**DATASET EXTRACT**
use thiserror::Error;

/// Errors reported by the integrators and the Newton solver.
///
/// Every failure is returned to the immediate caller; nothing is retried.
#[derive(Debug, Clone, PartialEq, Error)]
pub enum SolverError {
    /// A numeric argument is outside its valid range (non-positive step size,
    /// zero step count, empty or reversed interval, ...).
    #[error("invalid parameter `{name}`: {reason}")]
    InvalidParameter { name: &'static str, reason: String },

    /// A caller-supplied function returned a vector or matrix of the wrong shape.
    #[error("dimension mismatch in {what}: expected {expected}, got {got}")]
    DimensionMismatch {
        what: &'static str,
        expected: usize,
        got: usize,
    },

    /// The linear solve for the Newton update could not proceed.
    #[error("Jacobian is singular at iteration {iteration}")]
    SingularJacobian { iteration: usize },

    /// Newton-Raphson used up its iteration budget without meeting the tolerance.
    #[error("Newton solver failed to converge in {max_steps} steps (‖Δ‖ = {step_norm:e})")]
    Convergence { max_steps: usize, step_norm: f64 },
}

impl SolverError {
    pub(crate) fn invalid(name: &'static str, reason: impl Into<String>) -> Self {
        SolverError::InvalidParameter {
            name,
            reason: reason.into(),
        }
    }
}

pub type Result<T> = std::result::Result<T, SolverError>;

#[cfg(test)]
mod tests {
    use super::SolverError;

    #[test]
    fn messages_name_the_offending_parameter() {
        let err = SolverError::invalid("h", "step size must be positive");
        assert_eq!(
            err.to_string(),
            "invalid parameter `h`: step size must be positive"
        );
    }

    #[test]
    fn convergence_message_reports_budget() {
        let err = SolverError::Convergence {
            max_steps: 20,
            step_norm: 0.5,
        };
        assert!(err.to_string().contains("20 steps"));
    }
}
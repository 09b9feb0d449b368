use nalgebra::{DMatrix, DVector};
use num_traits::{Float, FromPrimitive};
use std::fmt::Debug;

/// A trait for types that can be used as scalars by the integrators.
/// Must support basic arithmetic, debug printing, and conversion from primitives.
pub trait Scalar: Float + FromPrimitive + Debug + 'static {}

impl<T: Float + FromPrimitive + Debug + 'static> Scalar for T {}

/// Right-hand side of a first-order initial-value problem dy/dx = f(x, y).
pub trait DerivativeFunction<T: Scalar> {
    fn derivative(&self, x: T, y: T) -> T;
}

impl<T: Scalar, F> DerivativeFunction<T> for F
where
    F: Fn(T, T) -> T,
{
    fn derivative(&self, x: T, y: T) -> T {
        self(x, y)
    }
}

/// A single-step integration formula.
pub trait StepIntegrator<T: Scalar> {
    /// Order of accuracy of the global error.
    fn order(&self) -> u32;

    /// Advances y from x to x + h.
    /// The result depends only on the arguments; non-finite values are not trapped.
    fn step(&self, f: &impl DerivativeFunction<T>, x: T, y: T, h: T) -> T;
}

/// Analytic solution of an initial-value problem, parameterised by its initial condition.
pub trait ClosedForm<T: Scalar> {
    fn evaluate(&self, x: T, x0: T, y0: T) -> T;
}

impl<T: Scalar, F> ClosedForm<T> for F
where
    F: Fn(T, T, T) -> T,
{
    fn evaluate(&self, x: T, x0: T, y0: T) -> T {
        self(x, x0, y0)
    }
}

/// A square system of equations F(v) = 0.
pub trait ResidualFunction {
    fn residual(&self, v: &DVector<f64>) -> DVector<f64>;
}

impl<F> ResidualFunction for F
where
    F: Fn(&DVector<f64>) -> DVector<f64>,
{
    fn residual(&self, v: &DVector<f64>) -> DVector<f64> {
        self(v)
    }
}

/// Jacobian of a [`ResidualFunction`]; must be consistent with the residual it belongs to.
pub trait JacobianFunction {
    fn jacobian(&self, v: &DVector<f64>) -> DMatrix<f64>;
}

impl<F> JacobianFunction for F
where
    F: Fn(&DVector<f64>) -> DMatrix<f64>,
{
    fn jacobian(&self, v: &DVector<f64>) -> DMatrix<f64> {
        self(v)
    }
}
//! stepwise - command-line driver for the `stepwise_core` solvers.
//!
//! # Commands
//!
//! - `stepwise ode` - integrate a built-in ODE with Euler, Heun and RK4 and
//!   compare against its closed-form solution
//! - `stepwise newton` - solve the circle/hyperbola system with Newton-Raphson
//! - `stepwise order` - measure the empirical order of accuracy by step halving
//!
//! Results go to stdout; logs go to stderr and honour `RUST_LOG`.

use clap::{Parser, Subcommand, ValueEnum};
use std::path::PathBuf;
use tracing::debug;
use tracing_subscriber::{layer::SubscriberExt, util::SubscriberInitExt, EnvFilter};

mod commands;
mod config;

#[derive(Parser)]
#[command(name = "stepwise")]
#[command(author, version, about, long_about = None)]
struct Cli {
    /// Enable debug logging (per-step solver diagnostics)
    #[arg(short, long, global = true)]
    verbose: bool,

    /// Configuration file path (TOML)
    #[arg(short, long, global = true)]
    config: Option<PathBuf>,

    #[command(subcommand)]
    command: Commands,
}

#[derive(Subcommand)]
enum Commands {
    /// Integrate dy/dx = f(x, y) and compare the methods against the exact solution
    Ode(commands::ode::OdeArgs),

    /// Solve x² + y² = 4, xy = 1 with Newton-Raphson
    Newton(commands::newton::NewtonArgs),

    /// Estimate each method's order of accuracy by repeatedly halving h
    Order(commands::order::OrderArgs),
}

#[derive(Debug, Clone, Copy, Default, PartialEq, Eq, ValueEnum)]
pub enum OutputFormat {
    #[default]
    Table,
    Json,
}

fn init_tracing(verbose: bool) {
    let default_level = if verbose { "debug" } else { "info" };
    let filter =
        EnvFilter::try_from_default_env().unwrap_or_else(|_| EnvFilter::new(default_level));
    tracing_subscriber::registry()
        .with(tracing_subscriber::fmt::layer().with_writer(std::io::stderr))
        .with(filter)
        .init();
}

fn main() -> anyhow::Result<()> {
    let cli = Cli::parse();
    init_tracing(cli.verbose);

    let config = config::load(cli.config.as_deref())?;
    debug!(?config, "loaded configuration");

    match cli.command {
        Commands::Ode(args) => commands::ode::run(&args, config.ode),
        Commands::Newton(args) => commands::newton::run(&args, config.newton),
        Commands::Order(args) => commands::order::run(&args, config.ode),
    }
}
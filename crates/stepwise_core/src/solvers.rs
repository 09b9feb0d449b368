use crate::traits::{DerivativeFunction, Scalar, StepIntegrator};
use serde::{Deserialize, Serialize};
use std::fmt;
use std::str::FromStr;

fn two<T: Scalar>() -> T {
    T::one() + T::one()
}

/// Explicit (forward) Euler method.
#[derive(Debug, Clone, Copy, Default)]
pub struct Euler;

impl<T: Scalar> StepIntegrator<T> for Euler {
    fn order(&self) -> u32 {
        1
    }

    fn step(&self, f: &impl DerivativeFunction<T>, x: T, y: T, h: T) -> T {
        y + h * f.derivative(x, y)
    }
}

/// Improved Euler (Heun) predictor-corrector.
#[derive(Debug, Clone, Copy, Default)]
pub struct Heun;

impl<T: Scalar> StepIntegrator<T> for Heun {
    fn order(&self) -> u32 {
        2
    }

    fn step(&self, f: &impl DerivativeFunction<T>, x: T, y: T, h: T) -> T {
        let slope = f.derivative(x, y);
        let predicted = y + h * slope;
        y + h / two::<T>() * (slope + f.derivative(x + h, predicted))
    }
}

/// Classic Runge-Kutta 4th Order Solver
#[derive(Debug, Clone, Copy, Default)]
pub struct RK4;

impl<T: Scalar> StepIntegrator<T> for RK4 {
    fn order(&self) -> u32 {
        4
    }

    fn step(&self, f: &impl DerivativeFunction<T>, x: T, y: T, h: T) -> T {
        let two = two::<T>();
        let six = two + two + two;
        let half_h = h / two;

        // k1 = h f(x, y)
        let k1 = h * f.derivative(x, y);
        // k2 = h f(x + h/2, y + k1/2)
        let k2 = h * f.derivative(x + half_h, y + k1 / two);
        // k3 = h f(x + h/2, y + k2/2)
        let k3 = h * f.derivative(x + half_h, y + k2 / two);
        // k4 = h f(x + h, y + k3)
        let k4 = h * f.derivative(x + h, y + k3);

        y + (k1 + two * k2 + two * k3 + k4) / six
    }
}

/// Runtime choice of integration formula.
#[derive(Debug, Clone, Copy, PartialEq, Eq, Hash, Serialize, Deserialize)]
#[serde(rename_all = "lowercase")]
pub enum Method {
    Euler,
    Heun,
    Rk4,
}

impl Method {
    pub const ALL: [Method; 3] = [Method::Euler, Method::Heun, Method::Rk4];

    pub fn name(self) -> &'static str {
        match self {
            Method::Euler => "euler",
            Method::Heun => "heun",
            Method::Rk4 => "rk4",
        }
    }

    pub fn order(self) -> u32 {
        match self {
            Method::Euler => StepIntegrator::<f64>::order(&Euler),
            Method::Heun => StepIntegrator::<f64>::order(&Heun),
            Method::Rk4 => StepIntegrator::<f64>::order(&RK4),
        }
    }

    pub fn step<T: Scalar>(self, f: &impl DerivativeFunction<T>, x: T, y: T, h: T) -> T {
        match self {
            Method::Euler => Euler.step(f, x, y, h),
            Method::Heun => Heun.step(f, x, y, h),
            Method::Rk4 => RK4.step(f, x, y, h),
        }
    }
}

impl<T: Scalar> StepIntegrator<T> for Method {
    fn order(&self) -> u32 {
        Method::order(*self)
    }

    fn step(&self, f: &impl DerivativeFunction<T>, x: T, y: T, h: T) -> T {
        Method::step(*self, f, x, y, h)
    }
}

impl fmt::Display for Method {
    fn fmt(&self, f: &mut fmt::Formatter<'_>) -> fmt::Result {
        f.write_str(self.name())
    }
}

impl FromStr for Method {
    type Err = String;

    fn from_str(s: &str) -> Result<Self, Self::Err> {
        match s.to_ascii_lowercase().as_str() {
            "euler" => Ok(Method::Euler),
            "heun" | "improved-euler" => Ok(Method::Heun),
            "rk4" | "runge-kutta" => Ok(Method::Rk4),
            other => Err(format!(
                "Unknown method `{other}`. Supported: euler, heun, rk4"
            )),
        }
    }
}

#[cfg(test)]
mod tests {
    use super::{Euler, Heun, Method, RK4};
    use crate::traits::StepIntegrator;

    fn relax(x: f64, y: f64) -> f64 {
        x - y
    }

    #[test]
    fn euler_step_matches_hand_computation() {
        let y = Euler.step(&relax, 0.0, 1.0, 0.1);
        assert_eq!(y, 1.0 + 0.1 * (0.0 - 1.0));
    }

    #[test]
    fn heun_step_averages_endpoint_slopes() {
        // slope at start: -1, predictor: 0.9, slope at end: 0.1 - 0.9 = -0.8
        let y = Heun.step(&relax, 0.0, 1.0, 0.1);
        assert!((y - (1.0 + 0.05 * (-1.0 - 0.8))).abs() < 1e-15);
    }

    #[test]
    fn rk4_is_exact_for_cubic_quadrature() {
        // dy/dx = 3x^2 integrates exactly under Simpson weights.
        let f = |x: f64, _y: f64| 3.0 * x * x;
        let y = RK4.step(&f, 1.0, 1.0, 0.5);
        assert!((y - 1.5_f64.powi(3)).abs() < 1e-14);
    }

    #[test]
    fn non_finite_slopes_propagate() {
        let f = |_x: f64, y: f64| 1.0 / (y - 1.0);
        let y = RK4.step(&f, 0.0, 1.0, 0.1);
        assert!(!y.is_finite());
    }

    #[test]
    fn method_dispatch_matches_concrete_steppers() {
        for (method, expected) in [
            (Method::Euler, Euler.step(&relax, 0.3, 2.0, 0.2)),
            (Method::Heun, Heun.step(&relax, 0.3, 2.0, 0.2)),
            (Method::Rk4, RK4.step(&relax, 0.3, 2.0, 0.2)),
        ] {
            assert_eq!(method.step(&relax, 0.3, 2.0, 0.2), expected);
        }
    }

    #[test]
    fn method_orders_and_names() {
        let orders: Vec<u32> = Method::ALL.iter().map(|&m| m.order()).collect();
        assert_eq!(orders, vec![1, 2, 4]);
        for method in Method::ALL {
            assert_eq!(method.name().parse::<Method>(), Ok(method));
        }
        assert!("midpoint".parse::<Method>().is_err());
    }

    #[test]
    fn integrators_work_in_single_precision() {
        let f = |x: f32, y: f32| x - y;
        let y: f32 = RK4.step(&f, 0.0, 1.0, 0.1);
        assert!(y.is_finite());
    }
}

**TASK REQUIREMENTS**
Search the entries for the word "FromStr" and report how many lines contain it, as a bare number.

**RESPONSE BELOW**
2